(Stored data)
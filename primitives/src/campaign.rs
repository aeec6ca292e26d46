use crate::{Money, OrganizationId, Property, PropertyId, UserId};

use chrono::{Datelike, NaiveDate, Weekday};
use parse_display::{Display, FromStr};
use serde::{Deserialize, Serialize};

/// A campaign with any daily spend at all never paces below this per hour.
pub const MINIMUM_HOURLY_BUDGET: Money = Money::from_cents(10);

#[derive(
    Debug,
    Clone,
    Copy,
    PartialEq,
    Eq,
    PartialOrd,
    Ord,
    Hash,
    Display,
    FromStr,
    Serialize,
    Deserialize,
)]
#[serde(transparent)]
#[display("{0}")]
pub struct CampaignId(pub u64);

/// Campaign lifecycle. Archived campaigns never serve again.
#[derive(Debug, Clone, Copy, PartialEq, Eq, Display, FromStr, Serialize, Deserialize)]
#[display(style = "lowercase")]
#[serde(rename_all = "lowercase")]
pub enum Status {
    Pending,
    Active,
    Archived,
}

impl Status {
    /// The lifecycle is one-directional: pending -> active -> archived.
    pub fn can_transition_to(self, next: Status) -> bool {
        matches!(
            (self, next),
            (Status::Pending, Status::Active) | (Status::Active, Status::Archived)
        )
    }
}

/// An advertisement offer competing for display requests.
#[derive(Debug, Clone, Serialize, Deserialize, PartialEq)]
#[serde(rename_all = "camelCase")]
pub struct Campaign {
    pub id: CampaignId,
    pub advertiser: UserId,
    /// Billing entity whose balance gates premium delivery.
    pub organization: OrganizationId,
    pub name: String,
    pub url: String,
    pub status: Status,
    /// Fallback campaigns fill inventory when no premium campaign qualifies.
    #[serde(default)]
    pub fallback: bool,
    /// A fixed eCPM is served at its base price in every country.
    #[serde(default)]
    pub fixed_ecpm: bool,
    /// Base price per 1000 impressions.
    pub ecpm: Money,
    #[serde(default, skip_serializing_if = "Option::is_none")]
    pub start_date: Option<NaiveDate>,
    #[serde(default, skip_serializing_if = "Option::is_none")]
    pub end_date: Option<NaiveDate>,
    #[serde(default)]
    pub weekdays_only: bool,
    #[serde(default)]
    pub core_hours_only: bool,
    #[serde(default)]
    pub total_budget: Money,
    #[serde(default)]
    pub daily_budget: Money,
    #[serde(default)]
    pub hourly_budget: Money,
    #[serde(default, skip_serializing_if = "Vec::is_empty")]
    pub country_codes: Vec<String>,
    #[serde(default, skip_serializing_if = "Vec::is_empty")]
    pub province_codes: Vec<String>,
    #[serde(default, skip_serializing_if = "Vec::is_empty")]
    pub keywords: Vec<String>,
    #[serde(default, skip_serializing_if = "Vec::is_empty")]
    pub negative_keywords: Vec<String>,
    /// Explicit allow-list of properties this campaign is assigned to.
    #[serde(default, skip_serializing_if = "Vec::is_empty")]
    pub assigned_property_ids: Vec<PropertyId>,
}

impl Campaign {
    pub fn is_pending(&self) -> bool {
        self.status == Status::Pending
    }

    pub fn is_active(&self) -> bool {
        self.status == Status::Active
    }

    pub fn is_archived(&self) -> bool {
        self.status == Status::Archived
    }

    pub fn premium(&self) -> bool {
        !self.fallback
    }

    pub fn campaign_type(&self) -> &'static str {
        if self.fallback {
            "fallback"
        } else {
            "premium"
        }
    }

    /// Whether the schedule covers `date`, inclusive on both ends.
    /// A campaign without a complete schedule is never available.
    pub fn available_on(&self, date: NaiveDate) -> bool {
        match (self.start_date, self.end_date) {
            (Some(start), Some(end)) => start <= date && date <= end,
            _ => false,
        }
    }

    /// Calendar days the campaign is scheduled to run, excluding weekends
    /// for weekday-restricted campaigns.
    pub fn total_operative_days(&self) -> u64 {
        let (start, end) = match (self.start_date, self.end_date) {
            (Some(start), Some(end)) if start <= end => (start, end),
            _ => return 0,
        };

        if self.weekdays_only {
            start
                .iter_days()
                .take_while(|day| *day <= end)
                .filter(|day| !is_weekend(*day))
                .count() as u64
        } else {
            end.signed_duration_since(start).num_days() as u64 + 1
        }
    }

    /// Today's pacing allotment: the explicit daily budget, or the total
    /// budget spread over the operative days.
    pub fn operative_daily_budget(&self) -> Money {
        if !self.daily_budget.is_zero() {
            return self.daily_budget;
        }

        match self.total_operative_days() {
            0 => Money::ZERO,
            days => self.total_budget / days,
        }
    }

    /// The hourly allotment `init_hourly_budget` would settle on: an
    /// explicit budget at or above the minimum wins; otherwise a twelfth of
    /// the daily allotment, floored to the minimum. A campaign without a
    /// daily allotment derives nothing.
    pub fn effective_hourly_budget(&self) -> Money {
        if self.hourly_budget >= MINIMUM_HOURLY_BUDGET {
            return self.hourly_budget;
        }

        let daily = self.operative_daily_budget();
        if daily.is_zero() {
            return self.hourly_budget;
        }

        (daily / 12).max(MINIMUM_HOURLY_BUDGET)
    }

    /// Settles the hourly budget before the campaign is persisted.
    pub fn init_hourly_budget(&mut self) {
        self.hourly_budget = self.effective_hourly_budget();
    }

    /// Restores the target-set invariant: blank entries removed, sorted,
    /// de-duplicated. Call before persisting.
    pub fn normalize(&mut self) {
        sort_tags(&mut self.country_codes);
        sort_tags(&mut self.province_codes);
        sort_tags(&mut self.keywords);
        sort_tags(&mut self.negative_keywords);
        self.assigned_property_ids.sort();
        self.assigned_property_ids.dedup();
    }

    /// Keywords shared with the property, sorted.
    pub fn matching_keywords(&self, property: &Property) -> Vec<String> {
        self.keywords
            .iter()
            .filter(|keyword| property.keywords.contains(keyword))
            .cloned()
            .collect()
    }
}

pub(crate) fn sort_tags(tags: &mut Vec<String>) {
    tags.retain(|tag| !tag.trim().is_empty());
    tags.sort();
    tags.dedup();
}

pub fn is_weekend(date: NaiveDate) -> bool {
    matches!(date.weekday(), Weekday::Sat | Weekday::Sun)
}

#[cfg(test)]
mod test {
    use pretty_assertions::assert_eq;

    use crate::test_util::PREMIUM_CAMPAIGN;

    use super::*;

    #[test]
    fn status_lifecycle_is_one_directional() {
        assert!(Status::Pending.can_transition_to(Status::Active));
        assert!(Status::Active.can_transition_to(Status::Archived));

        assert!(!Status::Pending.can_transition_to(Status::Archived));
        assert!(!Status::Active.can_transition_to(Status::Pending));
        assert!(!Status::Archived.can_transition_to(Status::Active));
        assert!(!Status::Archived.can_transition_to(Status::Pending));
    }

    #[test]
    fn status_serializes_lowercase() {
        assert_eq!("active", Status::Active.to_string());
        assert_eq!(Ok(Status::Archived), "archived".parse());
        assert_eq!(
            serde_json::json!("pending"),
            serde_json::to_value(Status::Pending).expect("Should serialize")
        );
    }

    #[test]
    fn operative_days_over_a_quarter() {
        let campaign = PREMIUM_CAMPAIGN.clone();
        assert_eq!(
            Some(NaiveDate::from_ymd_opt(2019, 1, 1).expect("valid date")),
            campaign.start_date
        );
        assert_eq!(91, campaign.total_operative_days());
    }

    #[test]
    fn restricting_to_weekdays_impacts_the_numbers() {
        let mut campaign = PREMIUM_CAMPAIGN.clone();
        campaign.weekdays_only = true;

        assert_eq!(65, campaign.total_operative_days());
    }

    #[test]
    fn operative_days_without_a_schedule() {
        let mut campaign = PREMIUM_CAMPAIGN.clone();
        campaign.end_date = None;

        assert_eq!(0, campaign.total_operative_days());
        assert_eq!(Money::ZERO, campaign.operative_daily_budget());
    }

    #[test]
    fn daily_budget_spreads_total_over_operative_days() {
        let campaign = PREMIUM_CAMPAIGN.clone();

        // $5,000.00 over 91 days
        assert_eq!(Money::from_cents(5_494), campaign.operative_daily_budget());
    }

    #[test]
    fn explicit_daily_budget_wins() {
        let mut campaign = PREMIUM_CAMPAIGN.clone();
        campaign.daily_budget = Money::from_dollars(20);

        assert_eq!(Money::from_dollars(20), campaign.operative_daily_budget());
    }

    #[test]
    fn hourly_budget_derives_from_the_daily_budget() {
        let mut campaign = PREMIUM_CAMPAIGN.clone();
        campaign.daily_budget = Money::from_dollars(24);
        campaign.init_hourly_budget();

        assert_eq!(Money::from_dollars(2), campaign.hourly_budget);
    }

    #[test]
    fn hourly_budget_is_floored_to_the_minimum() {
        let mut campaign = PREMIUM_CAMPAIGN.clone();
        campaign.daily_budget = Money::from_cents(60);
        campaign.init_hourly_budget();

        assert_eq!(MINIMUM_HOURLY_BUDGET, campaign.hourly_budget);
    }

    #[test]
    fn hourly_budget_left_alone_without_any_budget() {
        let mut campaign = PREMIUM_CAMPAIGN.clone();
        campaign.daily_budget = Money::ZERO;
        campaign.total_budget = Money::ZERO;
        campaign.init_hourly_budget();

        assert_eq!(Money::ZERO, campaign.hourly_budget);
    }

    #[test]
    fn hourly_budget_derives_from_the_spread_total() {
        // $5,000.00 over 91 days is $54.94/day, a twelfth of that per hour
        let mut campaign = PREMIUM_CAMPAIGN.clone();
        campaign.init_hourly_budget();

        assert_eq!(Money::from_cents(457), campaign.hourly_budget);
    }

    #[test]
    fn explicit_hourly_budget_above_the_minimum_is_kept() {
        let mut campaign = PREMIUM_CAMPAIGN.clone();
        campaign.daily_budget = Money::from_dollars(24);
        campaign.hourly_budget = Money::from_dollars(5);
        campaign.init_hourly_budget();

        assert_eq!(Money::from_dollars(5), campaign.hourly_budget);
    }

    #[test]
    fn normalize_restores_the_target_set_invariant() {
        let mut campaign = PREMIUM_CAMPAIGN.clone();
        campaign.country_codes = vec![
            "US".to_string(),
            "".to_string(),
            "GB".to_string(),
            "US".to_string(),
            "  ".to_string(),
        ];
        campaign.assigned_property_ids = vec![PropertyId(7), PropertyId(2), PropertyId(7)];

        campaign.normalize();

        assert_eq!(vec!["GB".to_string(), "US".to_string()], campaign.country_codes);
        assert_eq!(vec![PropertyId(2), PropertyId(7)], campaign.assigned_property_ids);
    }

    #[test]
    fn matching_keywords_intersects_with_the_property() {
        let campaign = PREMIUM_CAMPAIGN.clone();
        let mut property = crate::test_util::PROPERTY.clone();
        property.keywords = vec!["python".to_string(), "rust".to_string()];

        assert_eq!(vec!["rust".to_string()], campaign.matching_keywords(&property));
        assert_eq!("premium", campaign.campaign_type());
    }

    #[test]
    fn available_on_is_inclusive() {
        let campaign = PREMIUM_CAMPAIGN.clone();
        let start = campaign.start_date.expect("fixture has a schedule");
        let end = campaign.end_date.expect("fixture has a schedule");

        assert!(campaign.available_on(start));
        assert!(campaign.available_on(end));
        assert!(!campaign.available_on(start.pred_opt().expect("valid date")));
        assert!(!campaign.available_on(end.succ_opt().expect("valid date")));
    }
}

_About this exercise_. Scan the data above and report each line in which "struct" is present.

_Task response_.
pub struct CampaignId(pub u64);
pub struct Campaign {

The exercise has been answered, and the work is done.